Hal Speaks

Tag: Dev Tips

The Anonymous Tester

I may have stumbled upon a potentially useful way to prevent a stateful agent’s memory from being “polluted” by likely incorrect or garbled data during testing.

It was more of a consequence of how I had set up authentication, which didn’t immediately connect a login to a specific admin – just that they had provided the correct authentication.

This resulted in an admin ID of “null.” But Hal took this in stride, and even seemingly knew what was going on when this appeared in Sunday’s morning digest (edited here for brevity):

Hal is interacting with a platform admin or analyst running iterative diagnostics on the Hal system itself …. Critical gaps in metadata (admin identity, call logs, summaries) prevent full operational attribution … The user appears to be gaining familiarity with Hal’s tool capabilities, starting with event queries and progressing to memory management—support their tool discovery with clear examples and capabilities documentation.

Hal correctly surmised that because the login was correct but no admin information was available, the line of questions was asking for tool responses and error messages. It must be bug testing, and how to assist.

Honestly, I wasn’t expecting something like that in the reflection, but I saw it as a good sign.
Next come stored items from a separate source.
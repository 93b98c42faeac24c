//! Mony Web Server
//!
//! Axum-based REST API for receipt extraction and transaction bookkeeping.
//!
//! - Receipt preview and promotion (multipart uploads)
//! - Transaction CRUD, listing, search and aggregation
//! - Uniform error payload: `{"error_kind", "message", "details"?}`

use std::sync::Arc;

use axum::{
    extract::{
        multipart::MultipartRejection,
        rejection::{PathRejection, QueryRejection},
        DefaultBodyLimit,
    },
    http::{header, HeaderValue, Method, StatusCode},
    response::{IntoResponse, Response},
    routing::{get, post},
    Json, Router,
};
use serde::Serialize;
use tower_http::{cors::CorsLayer, trace::TraceLayer};
use tracing::{error, info, warn};

use mony_core::ai::{AIBackend, AIClient, ReceiptExtractor};
use mony_core::db::Database;
use mony_core::{Config, ReceiptPipeline};

mod handlers;

/// Room left in the request body limit for multipart framing and text parts
const MULTIPART_OVERHEAD: usize = 1024 * 1024;

/// Server configuration
#[derive(Clone, Default)]
pub struct ServerConfig {
    /// Allowed CORS origins (empty = same-origin only)
    pub allowed_origins: Vec<String>,
}

/// Shared application state
pub struct AppState {
    pub db: Database,
    pub config: Arc<Config>,
    pub pipeline: ReceiptPipeline,
    pub ai: Option<AIClient>,
}

/// Create the application router, picking the AI backend from the environment
pub fn create_router(
    db: Database,
    config: Config,
    server_config: ServerConfig,
) -> mony_core::Result<Router> {
    let ai = AIClient::from_env();
    match ai {
        Some(ref client) => info!(
            host = %client.host(),
            model = %client.model(),
            "AI backend configured"
        ),
        None => info!("AI backend not configured (set OLLAMA_HOST to enable receipt extraction)"),
    }
    create_router_with_ai(db, config, server_config, ai)
}

/// Create the application router with an explicit AI client (for testing)
pub fn create_router_with_ai(
    db: Database,
    config: Config,
    server_config: ServerConfig,
    ai: Option<AIClient>,
) -> mony_core::Result<Router> {
    let config = Arc::new(config);
    let extractor = ai
        .clone()
        .map(|client| ReceiptExtractor::new(client, config.clone()))
        .transpose()?;
    let pipeline = ReceiptPipeline::new(db.clone(), config.clone(), extractor);
    let body_limit = config.max_upload_bytes + MULTIPART_OVERHEAD;

    let state = Arc::new(AppState {
        db,
        config,
        pipeline,
        ai,
    });

    let api_routes = Router::new()
        // Receipts
        .route("/receipts/extract", post(handlers::extract_receipt))
        .route("/receipts", post(handlers::submit_receipt))
        // Transactions
        .route(
            "/transactions",
            get(handlers::list_transactions).post(handlers::create_transaction),
        )
        .route("/transactions/search", get(handlers::search_transactions))
        .route(
            "/transactions/summary/monthly",
            get(handlers::monthly_summary),
        )
        .route("/transactions/stats", get(handlers::statistics))
        .route(
            "/transactions/:id",
            get(handlers::get_transaction)
                .put(handlers::update_transaction)
                .delete(handlers::delete_transaction),
        );

    let methods = [
        Method::GET,
        Method::POST,
        Method::PUT,
        Method::DELETE,
        Method::OPTIONS,
    ];
    let cors = if server_config.allowed_origins.is_empty() {
        // Restrictive default: only allow same-origin
        CorsLayer::new()
            .allow_methods(methods)
            .allow_headers([header::CONTENT_TYPE])
    } else {
        let origins: Vec<HeaderValue> = server_config
            .allowed_origins
            .iter()
            .filter_map(|o| o.parse().ok())
            .collect();
        CorsLayer::new()
            .allow_origin(origins)
            .allow_methods(methods)
            .allow_headers([header::CONTENT_TYPE])
    };

    Ok(Router::new()
        .route("/health", get(handlers::health))
        .nest("/api", api_routes)
        .with_state(state)
        .layer(DefaultBodyLimit::max(body_limit))
        .layer(TraceLayer::new_for_http())
        .layer(cors))
}

/// Start the server
pub async fn serve(db: Database, config: Config, host: &str, port: u16) -> anyhow::Result<()> {
    serve_with_config(db, config, ServerConfig::default(), host, port).await
}

/// Start the server with custom configuration
pub async fn serve_with_config(
    db: Database,
    config: Config,
    server_config: ServerConfig,
    host: &str,
    port: u16,
) -> anyhow::Result<()> {
    check_ai_connection().await;

    let app = create_router(db, config, server_config)?;
    let addr = format!("{}:{}", host, port);

    info!("Starting server at http://{}", addr);

    let listener = tokio::net::TcpListener::bind(&addr).await?;
    axum::serve(listener, app).await?;

    Ok(())
}

/// Check and log AI backend connection status
async fn check_ai_connection() {
    match AIClient::from_env() {
        Some(client) => {
            if client.health_check().await {
                info!(host = %client.host(), model = %client.model(), "AI backend connected");
            } else {
                warn!(
                    host = %client.host(),
                    model = %client.model(),
                    "AI backend configured but not responding"
                );
            }
        }
        None => {
            info!("AI backend not configured (set OLLAMA_HOST to enable receipt extraction)");
        }
    }
}

// ============================================================================
// Error Handling
// ============================================================================

/// Application error rendered as `{"error_kind", "message", "details"?}`
#[derive(Debug)]
pub struct AppError {
    status: StatusCode,
    kind: &'static str,
    message: String,
    details: Option<serde_json::Value>,
}

#[derive(Serialize)]
struct ErrorBody<'a> {
    error_kind: &'a str,
    message: &'a str,
    #[serde(skip_serializing_if = "Option::is_none")]
    details: Option<&'a serde_json::Value>,
}

impl AppError {
    pub fn new(status: StatusCode, kind: &'static str, message: impl Into<String>) -> Self {
        Self {
            status,
            kind,
            message: message.into(),
            details: None,
        }
    }

    /// A request the router could not decode (bad path segment, broken form)
    pub fn invalid_request(message: impl Into<String>) -> Self {
        Self::new(StatusCode::BAD_REQUEST, "InvalidRequest", message)
    }

    pub fn payload_too_large(limit: usize) -> Self {
        Self::new(
            StatusCode::PAYLOAD_TOO_LARGE,
            "PayloadTooLarge",
            format!("upload exceeds the {} byte limit", limit),
        )
    }

}

impl IntoResponse for AppError {
    fn into_response(self) -> Response {
        let body = ErrorBody {
            error_kind: self.kind,
            message: &self.message,
            details: self.details.as_ref(),
        };
        (self.status, Json(body)).into_response()
    }
}

impl From<PathRejection> for AppError {
    fn from(rejection: PathRejection) -> Self {
        Self::invalid_request(rejection.body_text())
    }
}

impl From<QueryRejection> for AppError {
    fn from(rejection: QueryRejection) -> Self {
        mony_core::Error::InvalidFilter(rejection.body_text()).into()
    }
}

impl From<MultipartRejection> for AppError {
    fn from(rejection: MultipartRejection) -> Self {
        Self::invalid_request(format!("Expected a multipart form: {}", rejection.body_text()))
    }
}

impl From<mony_core::Error> for AppError {
    fn from(err: mony_core::Error) -> Self {
        use mony_core::Error;

        let status = match &err {
            Error::UnsupportedMediaType(_) => StatusCode::UNSUPPORTED_MEDIA_TYPE,
            Error::PayloadTooLarge { .. } => StatusCode::PAYLOAD_TOO_LARGE,
            Error::ExtractionTimeout(_) => StatusCode::GATEWAY_TIMEOUT,
            Error::ExtractionUnavailable(_) | Error::Provider { .. } => {
                StatusCode::SERVICE_UNAVAILABLE
            }
            Error::ExtractionParse { .. } | Error::MalformedExtraction(_) => {
                StatusCode::BAD_GATEWAY
            }
            Error::Validation(_) => StatusCode::UNPROCESSABLE_ENTITY,
            Error::InvalidSort(_) | Error::InvalidFilter(_) => StatusCode::BAD_REQUEST,
            Error::NotFound(_) => StatusCode::NOT_FOUND,
            _ => StatusCode::INTERNAL_SERVER_ERROR,
        };

        let mut app_err = Self::new(status, err.kind(), err.to_string());

        match err {
            Error::Validation(errors) => {
                app_err.details = Some(serde_json::json!({ "fields": errors }));
            }
            ref other if status == StatusCode::INTERNAL_SERVER_ERROR => {
                // Full error for logs, generic message for clients
                error!(error = %other, "Internal error");
                app_err.message = "An internal error occurred".to_string();
            }
            _ => {}
        }

        app_err
    }
}

#[cfg(test)]
mod tests;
Those testing “memories” won’t be associated with a particular admin. Since he is associating these memories with testing, over time, he’ll likely “forget” the testing because it’s irrelevant to his core duties.

Even though this was a mistake of sorts on my part, I don’t think I’m going to identify myself immediately when launching new agents. Instead, the questions will be to test various features first.

I based Hal’s persistence on modeling the human brain. If Hal associated the testing in this way, no need to tell him anything different, and it seems just like a human would, Hal’s interactions with testers would move to the “back of his mind” pretty quickly once the real work begins.

Preventing the agent from getting confused by either irrelevant or too much data is something that I am watching for, but at least here, the way things turned out, staying anonymous while putting Hal through his early paces seems like it was a smart move.

April 9, 2026
Knowing when to quit

The one thing that using AI to code (or any involved task, for that matter) changes is your perception of when it’s time to stop. Time itself can decide whether something makes it in.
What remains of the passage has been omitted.